RECORDS PROVIDED:
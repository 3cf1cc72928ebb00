//! Identifier and throwaway-password generators.

use domain::{IdGenerator, PasswordGenerator};
use rand::Rng;
use rand::distributions::Alphanumeric;

/// Length of generated reset passwords.
pub const GENERATED_PASSWORD_LENGTH: usize = 8;

/// Random v4 UUIDs.
#[derive(Debug, Clone, Copy, Default)]
pub struct UuidGenerator;

impl IdGenerator for UuidGenerator {
    fn new_id(&self) -> String {
        uuid::Uuid::new_v4().to_string()
    }
}

/// Alphanumeric passwords from the thread-local RNG.
#[derive(Debug, Clone, Copy)]
pub struct RandomPasswordGenerator {
    length: usize,
}

impl RandomPasswordGenerator {
    pub fn new(length: usize) -> Self {
        Self { length }
    }
}

impl Default for RandomPasswordGenerator {
    fn default() -> Self {
        Self::new(GENERATED_PASSWORD_LENGTH)
    }
}

impl PasswordGenerator for RandomPasswordGenerator {
    fn generate(&self) -> String {
        rand::thread_rng()
            .sample_iter(&Alphanumeric)
            .take(self.length)
            .map(char::from)
            .collect()
    }
}

#[cfg(test)]
mod tests {
    use super::*;

    #[test]
    fn test_uuid_ids_are_unique() {
        let ids = UuidGenerator;
        let a = ids.new_id();
        let b = ids.new_id();
        assert_ne!(a, b);
        assert!(uuid::Uuid::parse_str(&a).is_ok());
    }

    #[test]
    fn test_passwords_are_eight_alphanumerics() {
        let generator = RandomPasswordGenerator::default();
        for _ in 0..100 {
            let password = generator.generate();
            assert_eq!(password.len(), 8);
            assert!(password.chars().all(|c| c.is_ascii_alphanumeric()));
        }
    }
}
//! Bearer-token authentication for protected routes.

use std::sync::Arc;

use axum::extract::{Request, State};
use axum::http::{HeaderMap, header};
use axum::middleware::Next;
use axum::response::Response;
use common::Context;
use domain::DomainError;

use crate::error::ApiError;
use crate::state::AppState;

/// Returns the token of an `Authorization: Bearer <token>` header.
pub fn bearer_token(headers: &HeaderMap) -> Option<&str> {
    let value = headers.get(header::AUTHORIZATION)?.to_str().ok()?;
    let (scheme, token) = value.split_once(' ')?;
    let token = token.trim();
    (scheme.eq_ignore_ascii_case("bearer") && !token.is_empty()).then_some(token)
}

/// Rejects requests without a valid bearer token and attaches the caller's
/// identity to the request [`Context`].
pub async fn authenticate(
    State(state): State<Arc<AppState>>,
    mut req: Request,
    next: Next,
) -> Result<Response, ApiError> {
    let token = bearer_token(req.headers()).ok_or(DomainError::Unauthenticated)?;
    let claims = state.authenticator.authenticate(token)?;

    let ctx = req
        .extensions_mut()
        .remove::<Context>()
        .unwrap_or_default()
        .with_user(claims.id, claims.is_admin);
    req.extensions_mut().insert(ctx);

    Ok(next.run(req).await)
}
//! User entity.

use chrono::{DateTime, Utc};
use common::UserId;
use serde::{Deserialize, Serialize};

/// The two user roles.
#[derive(Debug, Clone, Copy, PartialEq, Eq, Hash, Default, Serialize, Deserialize)]
#[serde(rename_all = "SCREAMING_SNAKE_CASE")]
pub enum Role {
    Admin,
    #[default]
    Customer,
}

impl Role {
    /// Returns the persisted role name.
    pub fn as_str(&self) -> &'static str {
        match self {
            Role::Admin => "ADMIN",
            Role::Customer => "CUSTOMER",
        }
    }
}

impl std::fmt::Display for Role {
    fn fmt(&self, f: &mut std::fmt::Formatter<'_>) -> std::fmt::Result {
        f.write_str(self.as_str())
    }
}

impl std::str::FromStr for Role {
    type Err = String;

    fn from_str(s: &str) -> Result<Self, Self::Err> {
        match s {
            "ADMIN" => Ok(Role::Admin),
            "CUSTOMER" => Ok(Role::Customer),
            other => Err(format!("unknown role: {other}")),
        }
    }
}

/// An authentication principal.
#[derive(Debug, Clone, PartialEq, Eq)]
pub struct User {
    pub id: UserId,
    pub first_name: String,
    pub last_name: String,
    /// Always stored lower-case.
    pub email: String,
    pub password_hash: String,
    pub role: Role,
    pub created_at: DateTime<Utc>,
}

impl User {
    /// Creates a customer account.
    pub fn new_customer(
        id: UserId,
        first_name: impl Into<String>,
        last_name: impl Into<String>,
        email: &str,
        password_hash: impl Into<String>,
    ) -> Self {
        Self {
            id,
            first_name: first_name.into(),
            last_name: last_name.into(),
            email: normalize_email(email),
            password_hash: password_hash.into(),
            role: Role::Customer,
            created_at: Utc::now(),
        }
    }

    /// Returns `"first last"`.
    pub fn full_name(&self) -> String {
        format!("{} {}", self.first_name, self.last_name)
    }

    /// Returns true for administrators.
    pub fn is_admin(&self) -> bool {
        self.role == Role::Admin
    }
}

/// Lower-cases and trims an email address for storage and lookup.
pub fn normalize_email(email: &str) -> String {
    email.trim().to_lowercase()
}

THE TASK:
All lines of the entries above where "Context" turns up should be reported.

TASK RESULT:
use common::Context;
/// identity to the request [`Context`].
        .remove::<Context>()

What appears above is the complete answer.